Passo seguinte: organizam-se duas conferências sobre a questão e patrocina-se um observatório que observa. Aqui já o país está mediaticamente dividido entre as pessoas boas e cultas que apoiam a mudança versus os maus e ignorantes que se lhe opõem. Feita a discussão o assunto ganha caracter de urgência e vai a votação da AR. Esta faz de conta que vota e logo surge o resultado: Portugal torna-se pioneiro em mais uma engenharia social e familiar. Nas horas seguintes títulos vários garantem que já vamos ter o direito a… e naturalmente que esse é ainda um primeiro passo numa caminhada que nos há-de levar a outras conquistas ainda mais profundas (o imaginário do avanço e do aprofundamento domina o imaginário desta gente, coisa que não teria mal algum se se dedicassem a abrir túneis mas que se revela uma catástrofe nas questões familiares).
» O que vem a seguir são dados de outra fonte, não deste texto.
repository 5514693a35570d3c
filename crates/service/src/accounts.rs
//! Credentials and customer profiles.
//!
//! A credential (login + role) and its profile are created together by
//! [`AccountService::sign_up`] and switched on and off together by
//! `activate`/`deactivate`, which also park or restore the owner's cart.

use std::sync::Arc;

use async_trait::async_trait;
use chrono::Utc;
use model::{CartStatus, Credential, Role, User};
use repository::{CartsRepository, CredentialsRepository, Session, Store, UsersRepository};
use serde::{Deserialize, Serialize};
use sha2::{Digest, Sha256};
use tracing::{info, instrument, warn};
use uuid::Uuid;

use crate::access::Caller;
use crate::error::{ServiceError, conflict, not_found};

const MIN_PASSWORD_LEN: usize = 8;

/// Password hashing capability.
pub trait PasswordHasher: Send + Sync {
    fn hash(&self, password: &str) -> String;
    fn verify(&self, password: &str, stored: &str) -> bool;
}

/// Salted SHA-256, stored as `hex(salt)$hex(digest)`.
///
/// Deployments exposed to offline attacks should plug in a memory-hard KDF
/// through [`PasswordHasher`] instead.
#[derive(Debug, Default, Clone, Copy)]
pub struct SaltedSha256;

impl SaltedSha256 {
    fn digest(salt: &[u8], password: &str) -> [u8; 32] {
        let mut hasher = Sha256::new();
        hasher.update(salt);
        hasher.update(password.as_bytes());
        hasher.finalize().into()
    }
}
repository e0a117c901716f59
use serde::Deserialize;

#[derive(Debug, Clone, Default, Deserialize)]
#[serde(default)]
pub struct AppConfig {
    pub server: ServerConfig,
    pub logging: LoggingConfig,
    pub store: StoreConfig,
    pub node: NodeConfig,
}

#[derive(Debug, Clone, Deserialize)]
#[serde(default)]
pub struct ServerConfig {
    pub host: String,
    pub port: u16,
}

impl Default for ServerConfig {
    fn default() -> Self {
        ServerConfig {
            host: "127.0.0.1".to_string(),
            port: 8080,
        }
    }
}

#[derive(Debug, Clone, Deserialize)]
#[serde(default)]
pub struct LoggingConfig {
    /// EnvFilter directive, e.g. "info" or "shortpool=debug".
    pub level: String,
    /// Log file path; empty or unset logs to stdout.
    pub file: Option<String>,
}

impl Default for LoggingConfig {
    fn default() -> Self {
        LoggingConfig {
            level: "info".to_string(),
            file: None,
        }
    }
}

#[derive(Debug, Clone, Deserialize)]
#[serde(default)]
pub struct StoreConfig {
    pub db_path: String,
    /// Probes per key before the engine reports the keyspace exhausted.
    pub probe_budget: u32,
}

impl Default for StoreConfig {
    fn default() -> Self {
        StoreConfig {
            db_path: "./shortpool_db".to_string(),
            probe_budget: crate::storage::DEFAULT_PROBE_BUDGET,
        }
    }
}

#[derive(Debug, Clone, Deserialize)]
#[serde(default)]
pub struct NodeConfig {
    /// Base URL of the store engine this node fronts.
    pub store_url: String,
    /// Keys requested per pool refill.
    pub reserve_batch: usize,
    /// Max entries in each of the positive and negative caches.
    pub cache_capacity: u64,
    /// Lifetime of cached not-found results.
    pub negative_ttl_secs: u64,
    /// Depth of the write-behind propagation queue.
    pub queue_depth: usize,
    /// Concurrent background commits/refills in flight.
    pub max_in_flight: usize,
}

impl Default for NodeConfig {
    fn default() -> Self {
        NodeConfig {
            store_url: "http://127.0.0.1:8080".to_string(),
            reserve_batch: 128,
            cache_capacity: 10_000,
            negative_ttl_secs: 60,
            queue_depth: 1024,
            max_in_flight: 8,
        }
    }
}
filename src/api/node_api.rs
//! Cache node HTTP handlers.
//!
//! Same wire shapes as the store engine API, served from the node's cache
//! and reservation pool. Synchronous-path store failures surface as 500;
//! not-found stays a well-formed 200 business response (or a 404 on the
//! redirect route).

use std::sync::Arc;

use actix_web::{HttpResponse, web};
use tracing::error;

use crate::api::responses::{QueryRequest, ShortenQueryResponse, ShortenRequest};
use crate::api::{QUERY_ENDPOINT, SHORTEN_ENDPOINT};
use crate::errors::ShortpoolError;
use crate::services::NodeService;
use crate::storage::codec;

pub struct NodeApi;

impl NodeApi {
    pub async fn shorten(
        node: web::Data<Arc<NodeService>>,
        form: web::Form<ShortenRequest>,
    ) -> HttpResponse {
        let url = form.into_inner().url;
        match node.create_short(&url).await {
            Ok(key) => HttpResponse::Ok().json(ShortenQueryResponse::ok(key, url)),
            Err(e) if is_internal(&e) => {
                error!(error = %e, "shorten failed against store engine");
                HttpResponse::InternalServerError().body("Internal server error")
            }
            Err(e) => HttpResponse::Ok().json(ShortenQueryResponse::failed("", &e)),
        }
    }

    pub async fn query(
        node: web::Data<Arc<NodeService>>,
        form: web::Form<QueryRequest>,
    ) -> HttpResponse {
        let key = form.into_inner().key;
        if !codec::is_valid_key(&key) {
            let err = ShortpoolError::invalid_key(format!("invalid key: {}", key));
            return HttpResponse::Ok().json(ShortenQueryResponse::failed(key, &err));
        }
        match node.resolve(&key).await {
            Ok(url) => HttpResponse::Ok().json(ShortenQueryResponse {
                succeeded: true,
                error_msg: String::new(),
                key,
                original_url: url,
            }),
            Err(e) if e.is_not_found() => {
                HttpResponse::Ok().json(ShortenQueryResponse::failed(key, &e))
            }
            Err(e) => {
                error!(key = %key, error = %e, "query failed against store engine");
                HttpResponse::InternalServerError().body("Internal server error")
            }
        }
    }

    /// Public redirect route. Non-alphanumeric paths are static assets and
    /// belong to the edge tier in front of us, so they just 404 here.
    pub async fn redirect(
        node: web::Data<Arc<NodeService>>,
        path: web::Path<String>,
    ) -> HttpResponse {
        let key = path.into_inner();
        if !codec::is_valid_key(&key) {
            return HttpResponse::NotFound().body("Not Found");
        }
        match node.resolve(&key).await {
            Ok(url) => HttpResponse::TemporaryRedirect()
                .insert_header(("Location", url))
                .finish(),
            Err(e) if e.is_not_found() => HttpResponse::NotFound().body("Not Found"),
            Err(e) => {
                error!(key = %key, error = %e, "redirect failed against store engine");
                HttpResponse::InternalServerError().body("Internal server error")
            }
        }
    }
}

fn is_internal(err: &ShortpoolError) -> bool {
    matches!(
        err,
        ShortpoolError::Unavailable(_)
            | ShortpoolError::DatabaseOperation(_)
            | ShortpoolError::Serialization(_)
    )
}

pub fn configure(cfg: &mut web::ServiceConfig) {
    cfg.route(SHORTEN_ENDPOINT, web::post().to(NodeApi::shorten))
        .route(QUERY_ENDPOINT, web::post().to(NodeApi::query))
        .route("/{key}", web::get().to(NodeApi::redirect));
}
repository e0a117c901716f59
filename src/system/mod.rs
pub mod logging;

pub use logging::init_logging;
//! Cache node business logic: read-through resolution and pool-backed
//! creation, shared by the HTTP handlers and the integration tests.

use std::sync::Arc;

use chrono::Utc;
use tracing::{debug, info};

use crate::cache::{CacheResult, ReadCache, ReservePool};
use crate::client::StoreClient;
use crate::config::NodeConfig;
use crate::errors::{Result, ShortpoolError};
use crate::services::propagate::{PropagateTask, Propagator};
use crate::storage::codec;

pub struct NodeService {
    client: Arc<dyn StoreClient>,
    cache: ReadCache,
    pool: Arc<ReservePool>,
    propagator: Propagator,
    reserve_batch: usize,
}

impl NodeService {
    pub fn new(client: Arc<dyn StoreClient>, config: &NodeConfig) -> Self {
        let pool = Arc::new(ReservePool::new());
        let propagator = Propagator::spawn(
            client.clone(),
            pool.clone(),
            config.queue_depth,
            config.max_in_flight,
        );
        info!(
            reserve_batch = config.reserve_batch,
            cache_capacity = config.cache_capacity,
            negative_ttl_secs = config.negative_ttl_secs,
            "cache node initialized"
        );
        NodeService {
            client,
            cache: ReadCache::new(config.cache_capacity, config.negative_ttl_secs),
            pool,
            propagator,
            reserve_batch: config.reserve_batch,
        }
    }

    /// Resolve a key to its url, serving from the local cache when possible.
    ///
    /// A cached negative entry answers "not found" without an upstream call
    /// until its TTL lapses. Upstream not-found and reserved-pending both
    /// cache negatively; transport failures cache nothing.
    pub async fn resolve(&self, key: &str) -> Result<String> {
        match self.cache.get(key).await {
            CacheResult::Found(url) => Ok(url),
            CacheResult::NegativeHit => {
                Err(ShortpoolError::not_found(format!("no such key: {}", key)))
            }
            CacheResult::Miss => match self.client.query(key).await {
                Ok(url) => {
                    self.cache.insert_found(key, &url).await;
                    Ok(url)
                }
                Err(e) if e.is_not_found() => {
                    self.cache.mark_not_found(key).await;
                    Err(ShortpoolError::not_found(format!("no such key: {}", key)))
                }
                Err(e) => Err(e),
            },
        }
    }

    /// Create a short key for `url`.
    ///
    /// Fast path: pop a pre-reserved key, answer immediately, and let the
    /// propagation queue make the resolution durable. Slow path (pool empty
    /// or popped key expired): synchronous create against the store engine,
    /// with a refill queued so the next call can go fast again.
    pub async fn create_short(&self, url: &str) -> Result<String> {
        // never spend a reserved key on malformed input
        codec::validate_url(url)?;

        if let Ok(entry) = self.pool.pop() {
            if !entry.is_expired(Utc::now().timestamp()) {
                self.cache.insert_found(&entry.key, url).await;
                self.propagator.enqueue(PropagateTask::Commit {
                    key: entry.key.clone(),
                    url: url.to_string(),
                });
                debug!(key = %entry.key, "created via reservation pool");
                return Ok(entry.key);
            }
            // the store engine may already have reclaimed this key
            debug!(key = %entry.key, "discarding expired reserved key");
        }

        self.propagator.enqueue(PropagateTask::Refill {
            amount: self.reserve_batch,
        });

        let key = self.client.shorten(url).await?;
        self.cache.insert_found(&key, url).await;
        debug!(key = %key, "created via synchronous store call");
        Ok(key)
    }

    /// Pool handle, used by tests and the startup warm-up.
    pub fn pool(&self) -> &Arc<ReservePool> {
        &self.pool
    }

    /// Queue an initial pool refill; the outcome is observed through the pool.
    pub fn warm_up(&self) {
        self.propagator.enqueue(PropagateTask::Refill {
            amount: self.reserve_batch,
        });
    }
}
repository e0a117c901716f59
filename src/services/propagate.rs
//! Write-behind propagation queue.
//!
//! Fast-path creates answer the client from the reservation pool and hand the
//! durable commit to this queue; pool refills travel the same way. The queue
//! never blocks the response path: enqueue is try-send, a full queue drops
//! the task with a warning, and task failures are logged and discarded. A
//! dropped commit forfeits the reservation once its server lease lapses;
//! the fast path trades durability for availability.

use std::sync::Arc;

use chrono::Utc;
use tokio::sync::{Semaphore, mpsc};
use tracing::{debug, warn};

use crate::cache::{ReservePool, ReservedKey};
use crate::client::StoreClient;

/// Client-visible reservation lifetime: 8h under the 24h server lease, so a
/// key handed out by the pool always has lease headroom for its commit.
pub const CLIENT_RESERVE_EXPIRY_SECS: i64 = 16 * 3600;

#[derive(Debug, Clone)]
pub enum PropagateTask {
    /// Make a fast-path resolution durable.
    Commit { key: String, url: String },
    /// Top up the reservation pool.
    Refill { amount: usize },
}

pub struct Propagator {
    tx: mpsc::Sender<PropagateTask>,
}

impl Propagator {
    /// Spawn the worker loop. Tasks run concurrently up to `max_in_flight`;
    /// concurrent refills are allowed (they only spend lease capacity).
    pub fn spawn(
        client: Arc<dyn StoreClient>,
        pool: Arc<ReservePool>,
        queue_depth: usize,
        max_in_flight: usize,
    ) -> Self {
        let (tx, mut rx) = mpsc::channel::<PropagateTask>(queue_depth);
        let limiter = Arc::new(Semaphore::new(max_in_flight.max(1)));

        tokio::spawn(async move {
            while let Some(task) = rx.recv().await {
                let Ok(permit) = limiter.clone().acquire_owned().await else {
                    break;
                };
                let client = client.clone();
                let pool = pool.clone();
                tokio::spawn(async move {
                    let _permit = permit;
                    run_task(task, client, pool).await;
                });
            }
            debug!("propagation queue closed");
        });

        Propagator { tx }
    }

    /// Hand a task to the worker without waiting. Never blocks.
    pub fn enqueue(&self, task: PropagateTask) {
        if let Err(e) = self.tx.try_send(task) {
            warn!(error = %e, "propagation queue rejected task, dropping");
        }
    }
}

async fn run_task(task: PropagateTask, client: Arc<dyn StoreClient>, pool: Arc<ReservePool>) {
    match task {
        PropagateTask::Commit { key, url } => {
            if let Err(e) = client.commit(&key, &url).await {
                // not retried: the resolution stays node-local until the
                // server lease reclaims the key
                warn!(key = %key, error = %e, "background commit failed");
            } else {
                debug!(key = %key, "background commit landed");
            }
        }
        PropagateTask::Refill { amount } => match client.reserve(amount).await {
            Ok(keys) => {
                let client_expiry = Utc::now().timestamp() + CLIENT_RESERVE_EXPIRY_SECS;
                let count = keys.len();
                pool.push_all(
                    keys.into_iter()
                        .map(|key| ReservedKey::new(key, client_expiry))
                        .collect(),
                );
                debug!(count, pool_size = pool.len(), "reservation pool refilled");
            }
            Err(e) => {
                warn!(error = %e, "reservation pool refill failed");
            }
        },
    }
}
Foi assim com as recentes alterações à identidade de género em que até assistimos a uma votação encenada porque os votos foram contados pelo número total de deputados de cada bancada e não pelo número de deputados presentes. Foi assim com as barrigas de aluguer em que a pressa de aprovar levou à produção de um lei manifestamente mal feita. Como vai ser com a eutanásia? Situações como a da Holanda aqui referida por Isabel Galriça Neto ou a recente polémica com o bebé Alfie Evans, cujos pais foram impedidos de o tirar do hospital onde se encontrava em Liverpool e levá-lo para Itália onde um hospital se tinha disposto a recebê-lo, colocam questões que temos de debater antes que seja tarde. Por exemplo, a combinação entre serviços públicos de saúde e a aprovação de legislação cada vez mais politizada para as questões da reprodução e da morte não nos está a levar a uma nacionalização do corpo?
Sujeitas à dinâmica do vale tudo e o seu contrário as sociedades ocidentais deixam-se mansamente conduzir para mais com a alegre convicção de que se estão a libertar. Do seu poiso as gaivotas agradecem.